His ballet La leyenda del Monte Bangkay was premiered in Manila, Philippines, in 1980. His song cycle Canciones españolas (Spanish Songs) was first performed by Montserrat Caballé at Carnegie Hall in New York City in 1987. His Nocturnos de Andalucía (Andalusian Nocturnes) for guitar and orchestra was premiered by Pepe Romero and the Berlin Radio Symphony Orchestra at the Konzerthaus Berlin in 1996. His music was performed in concert halls including Symphony Hall in Boston), Suntory Hall in Tokyo and Auditorium Tschaikowsky in Moscow.
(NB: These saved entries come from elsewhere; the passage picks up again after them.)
use widestring::U16String;

use crate::{
    metadata::heaps::{BlobHeap, HeapKind, HeapPool},
    Result,
};

/// '#US' holds the string literals loaded by `ldstr`, referenced by `0x70` tokens.
///
/// Entries share the blob heap encoding: a compressed length, the UTF-16LE code units, and
/// one trailing flag byte that is 1 when the string needs more than 8-bit handling.
///
/// ## Reference
/// * '<https://ecma-international.org/wp-content/uploads/ECMA-335_6th_edition_june_2012.pdf>' - II.24.2.4
#[derive(Debug, Clone)]
pub struct UserStringHeap {
    blobs: BlobHeap,
}

impl Default for UserStringHeap {
    fn default() -> Self {
        Self::new()
    }
}

impl UserStringHeap {
    /// Create a heap holding only the empty entry
    #[must_use]
    pub fn new() -> Self {
        UserStringHeap {
            blobs: BlobHeap::with_kind(HeapKind::UserStrings),
        }
    }

    /// Load a heap from stream bytes
    ///
    /// # Errors
    /// Returns [`crate::Error::OutOfMemory`] if the content cannot be copied.
    pub fn from_bytes(data: &[u8], minimal_delta: bool) -> Result<Self> {
        Ok(UserStringHeap {
            blobs: BlobHeap::from_bytes_with_kind(data, minimal_delta, HeapKind::UserStrings)?,
        })
    }

    /// Add a literal and return its heap offset, reusing an identical entry if present
    ///
    /// # Errors
    /// Returns [`crate::Error::Overflow`] if the heap exceeds the encodable range.
    pub fn add(&mut self, value: &str) -> Result<u32> {
        let units: Vec<u16> = value.encode_utf16().collect();

        let mut entry = Vec::with_capacity(units.len() * 2 + 1);
        for unit in &units {
            entry.extend_from_slice(&unit.to_le_bytes());
        }
        entry.push(u8::from(units.iter().any(|unit| needs_wide_handling(*unit))));

        self.blobs.add(&entry)
    }

    /// Decode the literal stored at `offset`
    ///
    /// # Errors
    /// Returns [`crate::Error::OutOfBounds`] for an invalid offset, or
    /// [`crate::Error::Malformed`] if the entry is not valid UTF-16.
    pub fn get(&self, offset: u32) -> Result<String> {
        let entry = self.blobs.get(offset)?;
        decode(entry).ok_or_else(|| malformed_error!("Invalid user string at offset - {}", offset))
    }

    /// Iterate over `(offset, literal)` of every decodable entry
    pub fn iter(&self) -> impl Iterator<Item = (u32, String)> + '_ {
        self.blobs
            .iter()
            .filter_map(|(offset, entry)| decode(entry).map(|value| (offset, value)))
    }
}

fn decode(entry: &[u8]) -> Option<String> {
    let units: Vec<u16> = entry
        .chunks_exact(2)
        .map(|pair| u16::from_le_bytes([pair[0], pair[1]]))
        .collect();
    U16String::from_vec(units).to_string().ok()
}

fn needs_wide_handling(unit: u16) -> bool {
    unit > 0xFF || matches!(unit, 0x01..=0x08 | 0x0E..=0x1F | 0x27 | 0x2D | 0x7F)
}

impl HeapPool for UserStringHeap {
    fn kind(&self) -> HeapKind {
        HeapKind::UserStrings
    }

    fn data(&self) -> &[u8] {
        self.blobs.data()
    }

    fn append_raw(&mut self, bytes: &[u8]) -> Result<()> {
        self.blobs.append_raw(bytes)
    }

    fn is_empty(&self) -> bool {
        self.blobs.is_empty()
    }

    fn start_new_session(&mut self) {
        self.blobs.start_new_session();
    }

    fn session_start(&self) -> u32 {
        self.blobs.session_start()
    }
}

#[cfg(test)]
mod tests {
    use super::*;

    #[test]
    fn crafted() {
        #[rustfmt::skip]
        let data = [
            0x00,
            0x0B, 0x48, 0x00, 0x65, 0x00, 0x6C, 0x00, 0x6C, 0x00, 0x6F, 0x00, 0x00,
        ];

        let heap = UserStringHeap::from_bytes(&data, false).unwrap();
        assert_eq!(heap.get(1).unwrap(), "Hello");
    }

    #[test]
    fn add_sets_flag_byte() {
        let mut heap = UserStringHeap::new();
        let plain = heap.add("Hi").unwrap();
        let wide = heap.add("\u{20AC}").unwrap();
        let quote = heap.add("it's").unwrap();

        assert_eq!(heap.data()[plain as usize..plain as usize + 6], [0x05, b'H', 0, b'i', 0, 0]);
        assert_eq!(heap.data()[wide as usize + 3], 1);
        assert_eq!(heap.get(quote).unwrap(), "it's");
        assert_eq!(*heap.data().last().unwrap(), 1);

        assert_eq!(heap.add("Hi").unwrap(), plain);
        let all: Vec<_> = heap.iter().map(|(_, value)| value).collect();
        assert_eq!(all, vec!["Hi", "\u{20AC}", "it's"]);
    }

    #[test]
    fn empty_literal() {
        let mut heap = UserStringHeap::new();
        let offset = heap.add("").unwrap();
        assert_ne!(offset, 0);
        assert_eq!(heap.get(offset).unwrap(), "");
    }
}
Palomo lived in Berlin for 38 years, but returned to Madrid in 2019. In 2022, he dedicated a new composition to the city of Córdoba on the occasion of the thirtieth anniversary of the Orquesta de Córdoba, Canto a Córdoba, setting a text by Juana Castro Muñoz.

Palomo died in Madrid on 13 April 2024, at the age of 86.

== Works ==
Palomo composed many works for the voice, such as songs and song cycles, sometimes with optional accompaniment by harp or orchestra instead of piano. Several works were recorded.
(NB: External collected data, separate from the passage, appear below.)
//! Signature block and stream directory of a metadata image.
//!
//! This module defines the [`Root`] struct, which reads the signature block that opens every
//! serialized metadata image, together with the directory of named streams following it, and
//! the [`ImageBuilder`] that writes both back out.
//!
//! # Layout
//!
//! | Offset | Size | Field |
//! |---|---|---|
//! | 0 | 4 | signature, [`CIL_HEADER_MAGIC`] |
//! | 4 | 2 | major version |
//! | 6 | 2 | minor version |
//! | 8 | 4 | offset to extra header data, 0 if none |
//! | 12 | 4 | length of the version string, 4-byte aligned |
//! | 16 | n | NUL padded version string |
//! | 16 + n | 2 | flags |
//! | 18 + n | 2 | number of streams |
//! | 20 + n | .. | stream headers: offset, size, NUL padded name |
//!
//! # Example
//!
//! ```rust
//! use mdstore::metadata::root::{ImageBuilder, Root, StreamStore};
//!
//! let mut builder = ImageBuilder::new("v4.0.30319");
//! builder.create_stream("#Strings").extend_from_slice(b"\0Foo\0\0\0\0");
//! let image = builder.finish()?;
//!
//! let root = Root::read(&image)?;
//! assert_eq!(root.version, "v4.0.30319");
//! assert_eq!(root.open_stream(&image, "#Strings"), Some(&b"\0Foo\0\0\0\0"[..]));
//! # Ok::<(), mdstore::Error>(())
//! ```
//!
//! # References
//!
//! - [ECMA-335 II.24.2.1: Metadata root](https://ecma-international.org/wp-content/uploads/ECMA-335_6th_edition_june_2012.pdf)

use crate::{
    file::io::{align4, read_le, read_le_at, write_le_at},
    Error::OutOfBounds,
    Result,
};

/// Signature of the metadata root, 'BSJB'
pub const CIL_HEADER_MAGIC: u32 = 0x424A_5342;

/// Stream holding compressed tables
pub const TABLES_STREAM: &str = "#~";
/// Stream holding uncompressed tables, as written by ENC saves
pub const ENC_TABLES_STREAM: &str = "#-";

const VALID_STREAM_NAMES: [&str; 6] = [
    "#Strings",
    "#US",
    "#Blob",
    "#GUID",
    TABLES_STREAM,
    ENC_TABLES_STREAM,
];

const ROOT_MAJOR: u16 = 1;
const ROOT_MINOR: u16 = 1;

/// Access to the named streams of an image
pub trait StreamStore {
    /// Borrow the content of the stream called `name`, `None` if the image has no such stream
    fn open_stream<'a>(&self, data: &'a [u8], name: &str) -> Option<&'a [u8]>;
}

/// One entry of the stream directory
#[derive(Debug, Clone, PartialEq, Eq)]
pub struct StreamHeader {
    /// Offset of the stream, relative to the start of the root
    pub offset: u32,
    /// Size of the stream in bytes
    pub size: u32,
    /// Name of the stream
    pub name: String,
}

impl StreamHeader {
    /// Parse a stream header from the start of `data`
    ///
    /// # Errors
    /// Returns [`crate::Error::OutOfBounds`] for truncated input, or
    /// [`crate::Error::Malformed`] for an unknown stream name.
    pub fn from(data: &[u8]) -> Result<StreamHeader> {
        if data.len() < 9 {
            return Err(OutOfBounds);
        }

        let name_bytes = &data[8..data.len().min(8 + 32)];
        let Some(len) = name_bytes.iter().position(|byte| *byte == 0) else {
            return Err(malformed_error!("Unterminated stream header name"));
        };
        let name = String::from_utf8_lossy(&name_bytes[..len]).into_owned();

        if !VALID_STREAM_NAMES.iter().any(|valid_name| name == *valid_name) {
            return Err(malformed_error!("Invalid stream header name - {}", name));
        }

        Ok(StreamHeader {
            offset: read_le::<u32>(data)?,
            size: read_le::<u32>(&data[4..])?,
            name,
        })
    }

    /// Bytes this header occupies in the directory
    #[must_use]
    pub fn encoded_size(name: &str) -> usize {
        8 + align4(name.len() + 1)
    }
}

/// The metadata root: signature block plus stream directory
#[derive(Debug, Clone)]
pub struct Root {
    /// Magic signature, always [`CIL_HEADER_MAGIC`]
    pub signature: u32,
    /// Major version
    pub major_version: u16,
    /// Minor version
    pub minor_version: u16,
    /// Offset to extra header data
    pub reserved: u32,
    /// Padded length of the version string
    pub length: u32,
    /// Runtime version string, without padding
    pub version: String,
    /// Reserved flags
    pub flags: u16,
    /// Directory of streams
    pub stream_headers: Vec<StreamHeader>,
}

impl Root {
    /// Parse the root from the start of `data`
    ///
    /// # Arguments
    /// * 'data' - The metadata image
    ///
    /// # Errors
    /// Returns [`crate::Error::Malformed`] for a wrong signature or a damaged directory, or
    /// [`crate::Error::OutOfBounds`] if a stream range lies outside of `data`.
    pub fn read(data: &[u8]) -> Result<Root> {
        if data.len() < 20 {
            return Err(OutOfBounds);
        }

        let signature = read_le::<u32>(data)?;
        if signature != CIL_HEADER_MAGIC {
            return Err(malformed_error!(
                "CIL_HEADER_MAGIC does not match - {}",
                signature
            ));
        }

        let length = read_le_at::<u32>(data, &mut 12)?;
        let Some(version_end) = (length as usize).checked_add(16) else {
            return Err(malformed_error!("Version string length overflows - {}", length));
        };
        if version_end + 4 > data.len() {
            return Err(OutOfBounds);
        }

        let version_bytes = &data[16..version_end];
        let version_len = version_bytes
            .iter()
            .position(|byte| *byte == 0)
            .unwrap_or(version_bytes.len());
        let version = String::from_utf8_lossy(&version_bytes[..version_len]).into_owned();

        let mut cursor = version_end;
        let flags = read_le_at::<u16>(data, &mut cursor)?;
        let stream_count = read_le_at::<u16>(data, &mut cursor)?;
        if stream_count == 0 || usize::from(stream_count) > VALID_STREAM_NAMES.len() {
            return Err(malformed_error!("Invalid stream count - {}", stream_count));
        }

        let mut streams: Vec<StreamHeader> = Vec::with_capacity(usize::from(stream_count));
        let mut stream_offset = cursor;
        for _ in 0..stream_count {
            if stream_offset >= data.len() {
                return Err(OutOfBounds);
            }

            let header = StreamHeader::from(&data[stream_offset..])?;
            match header.offset.checked_add(header.size) {
                Some(end) if end as usize <= data.len() => {}
                Some(_) => return Err(OutOfBounds),
                None => {
                    return Err(malformed_error!(
                        "Stream offset and size cause integer overflow - {} + {}",
                        header.offset,
                        header.size
                    ))
                }
            }

            if streams.iter().any(|known| known.name == header.name) {
                return Err(malformed_error!("Duplicate stream - {}", header.name));
            }

            stream_offset += StreamHeader::encoded_size(&header.name);
            streams.push(header);
        }

        Ok(Root {
            signature,
            major_version: read_le::<u16>(&data[4..])?,
            minor_version: read_le::<u16>(&data[6..])?,
            reserved: read_le::<u32>(&data[8..])?,
            length,
            version,
            flags,
            stream_headers: streams,
        })
    }

    /// Size of a root block with the given version string and stream names
    #[must_use]
    pub fn encoded_size<'a>(version: &str, names: impl IntoIterator<Item = &'a str>) -> usize {
        20 + align4(version.len() + 1)
            + names
                .into_iter()
                .map(StreamHeader::encoded_size)
                .sum::<usize>()
    }
}

impl StreamStore for Root {
    fn open_stream<'a>(&self, data: &'a [u8], name: &str) -> Option<&'a [u8]> {
        let header = self.stream_headers.iter().find(|header| header.name == name)?;
        let start = header.offset as usize;
        data.get(start..start + header.size as usize)
    }
}

/// Writer of a metadata image: collects named streams, then emits root and streams
#[derive(Debug, Default)]
pub struct ImageBuilder {
    version: String,
    streams: Vec<(String, Vec<u8>)>,
}

impl ImageBuilder {
    /// Start an image carrying `version` in its signature block
    #[must_use]
    pub fn new(version: &str) -> Self {
        ImageBuilder {
            version: version.to_string(),
            streams: Vec::new(),
        }
    }

    /// Append a new stream called `name` and return its buffer. Streams are laid out in the
    /// order they were created.
    pub fn create_stream(&mut self, name: &str) -> &mut Vec<u8> {
        self.streams.push((name.to_string(), Vec::new()));
        let last = self.streams.len() - 1;
        &mut self.streams[last].1
    }

    /// Total size of the image as it would be written now
    #[must_use]
    pub fn size(&self) -> usize {
        Root::encoded_size(
            &self.version,
            self.streams.iter().map(|(name, _)| name.as_str()),
        ) + self
            .streams
            .iter()
            .map(|(_, data)| align4(data.len()))
            .sum::<usize>()
    }

    /// Serialize root, directory and every stream, each stream padded to 4 bytes
    ///
    /// # Errors
    /// Returns [`crate::Error::Overflow`] if the image exceeds the 32-bit range.
    pub fn finish(self) -> Result<Vec<u8>> {
        let total = self.size();
        if u32::try_from(total).is_err() {
            return Err(crate::Error::Overflow {
                value: total as u64,
                width: 4,
            });
        }

        let mut out = vec![0u8; total];
        let version_len = align4(self.version.len() + 1);
        #[allow(clippy::cast_possible_truncation)]
        {
            let mut offset = 0;
            write_le_at(&mut out, &mut offset, CIL_HEADER_MAGIC)?;
            write_le_at(&mut out, &mut offset, ROOT_MAJOR)?;
            write_le_at(&mut out, &mut offset, ROOT_MINOR)?;
            write_le_at(&mut out, &mut offset, 0u32)?;
            write_le_at(&mut out, &mut offset, version_len as u32)?;
            out[offset..offset + self.version.len()].copy_from_slice(self.version.as_bytes());
            offset += version_len;
            write_le_at(&mut out, &mut offset, 0u16)?;
            write_le_at(&mut out, &mut offset, self.streams.len() as u16)?;

            let mut data_offset = Root::encoded_size(
                &self.version,
                self.streams.iter().map(|(name, _)| name.as_str()),
            );
            for (name, data) in &self.streams {
                write_le_at(&mut out, &mut offset, data_offset as u32)?;
                write_le_at(&mut out, &mut offset, align4(data.len()) as u32)?;
                out[offset..offset + name.len()].copy_from_slice(name.as_bytes());
                offset += align4(name.len() + 1);

                out[data_offset..data_offset + data.len()].copy_from_slice(data);
                data_offset += align4(data.len());
            }
        }

        Ok(out)
    }
}

#[cfg(test)]
mod tests {
    use super::*;

    #[test]
    fn crafted() {
        #[rustfmt::skip]
        let header_bytes = [
            0x42, 0x53, 0x4A, 0x42,
            0x01, 0x00,
            0x01, 0x00,
            0x00, 0x00, 0x00, 0x00,
            0x08, 0x00, 0x00, 0x00,
            b'v', b'4', b'.', b'0', 0x00, 0x00, 0x00, 0x00,
            0x00, 0x00,
            0x01, 0x00,

            0x28, 0x00, 0x00, 0x00,
            0x04, 0x00, 0x00, 0x00,
            0x23, 0x2D, 0x00, 0x00,

            0xAA, 0xBB, 0xCC, 0xDD,
        ];

        let root = Root::read(&header_bytes).unwrap();

        assert_eq!(root.signature, CIL_HEADER_MAGIC);
        assert_eq!(root.major_version, 1);
        assert_eq!(root.minor_version, 1);
        assert_eq!(root.length, 8);
        assert_eq!(root.version, "v4.0");
        assert_eq!(root.stream_headers.len(), 1);
        assert_eq!(root.stream_headers[0].name, ENC_TABLES_STREAM);
        assert_eq!(
            root.open_stream(&header_bytes, ENC_TABLES_STREAM),
            Some(&[0xAA, 0xBB, 0xCC, 0xDD][..])
        );
        assert_eq!(root.open_stream(&header_bytes, "#Blob"), None);
    }

    #[test]
    fn crafted_invalid() {
        #[rustfmt::skip]
        let header_bytes = [
            0x6C, 0x00, 0x00, 0x00,
            0xA4, 0x45, 0x00, 0x00,
            0x24, 0x7E, 0x00,
        ];

        assert!(StreamHeader::from(&header_bytes).is_err());
        assert!(Root::read(&[0u8; 32]).is_err());
    }

    #[test]
    fn stream_out_of_range() {
        let mut builder = ImageBuilder::new("v4.0.30319");
        builder.create_stream("#GUID").extend_from_slice(&[1; 16]);
        let mut image = builder.finish().unwrap();
        image.truncate(image.len() - 4);

        assert!(matches!(Root::read(&image), Err(OutOfBounds)));
    }

    #[test]
    fn builder_layout() {
        let mut builder = ImageBuilder::new("v4.0.30319");
        builder.create_stream(TABLES_STREAM).extend_from_slice(&[1, 2, 3]);
        builder.create_stream("#Strings").extend_from_slice(b"\0A\0");
        let expected = builder.size();
        let image = builder.finish().unwrap();
        assert_eq!(image.len(), expected);

        let root = Root::read(&image).unwrap();
        assert_eq!(root.stream_headers[0].name, TABLES_STREAM);
        assert_eq!(root.stream_headers[0].size, 4);
        assert_eq!(root.stream_headers[1].name, "#Strings");
        assert_eq!(
            root.open_stream(&image, TABLES_STREAM),
            Some(&[1, 2, 3, 0][..])
        );
        assert_eq!(root.stream_headers[0].offset % 4, 0);
    }
}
His compositions are, according to his works list:
=== Compositions ===
- La leyenda del Monte Bangkay, ballet
- Del atardecer al alba, song cycle for voice and piano or orchestra
- Tientos, song for voice and piano or orchestra
- Plenilunio, song for voice and piano or orchestra
- Una primavera andaluza, song cycle setting lyrics by Juan Ramón Jiménez for voice and piano or orchestra
- Nocturnos de Andalucía, concertante suite for guitar and orchestra
- FdB – Música para un festival, for orchestra
- Andalusian Divertimento, piano trio
- Concierto de Cienfuegos, for four guitars and orchestra
- Cantos del alma, suite soprano, clarinet and orchestra
- Madrigal y Cinco canciones sefardíes, song cycle for voice and guitar or piano or harp
- Dulcinea, cantata for soprano, alto, tenor, bass, chorus and orchestra
- Danza-Scherzo, for oboe and piano
- Sinfonía a Granada, for soprano, guitar and orchestra
- Fanfarria para una noche de estío, for trombone quartet
- Toccata, for guitar
- Nocturno y Danza, for orchestra
- Rebeka's Rainbow, fong for voice and piano
- Mi jardín solitario, song cycle for voice and guitar or piano
- Perlas y lágrimas, for guitar
- Helianthus, for guitar
- El amor de los dos ositos, symphonic fairy-tale for soprano, mezzo-soprano and orchestra
- Pinceladas de primavera, suite for two guitars
- Fulgores, for violin, guitar and orchestra
- The Sneetches (Dr. Seuss' The Sneetches), symphonic poem for narrator and orchestra or two pianos
- Caribiana, for orchestra
- Sinfonía Córdoba, for orchestra, including a short intervention of voice and guitar
- Humoresca, for double bass and orchestra
- Arabescos, for violin and orchestra
- Fantasía sobre temas del folklore alemán, for violin and guitar
- Escenas de una primavera alemana, song cycle for voice and guitar
- Aldonza y Alonso, for soprano, tenor, chorus and piano
- Rumbalina, for clarinet and piano
- Sendero mágico, song cycle for voice and piano
- El jardín de Baco, for marimba and orchestra

== Recordings ==
- Dulcinea, with soloists, chorus and orchestra of the Deutsche Oper Berlin conducted by Miguel Ángel Gómez Martínez, recorded live in 2006 at Konzerthaus Berlin
- My Secluded Garden
  - Madrigal y Cinco canciones sefardíes
  - Concierto de Cienfuegos
- Sinfonía Córdoba / Fulgores, recorded in 2016 by soloists and the Castile and León Symphony Orchestra conducted by Jesús López Cobos.
- Andalusian Nocturnes
  - Spanish Songs
- Cantos del alma

== Honours ==
In 2010 Palomo was knighted into the Order of Isabella the Catholic by King Juan Carlos I of Spain for his work disseminating the culture of Spain worldwide through his music.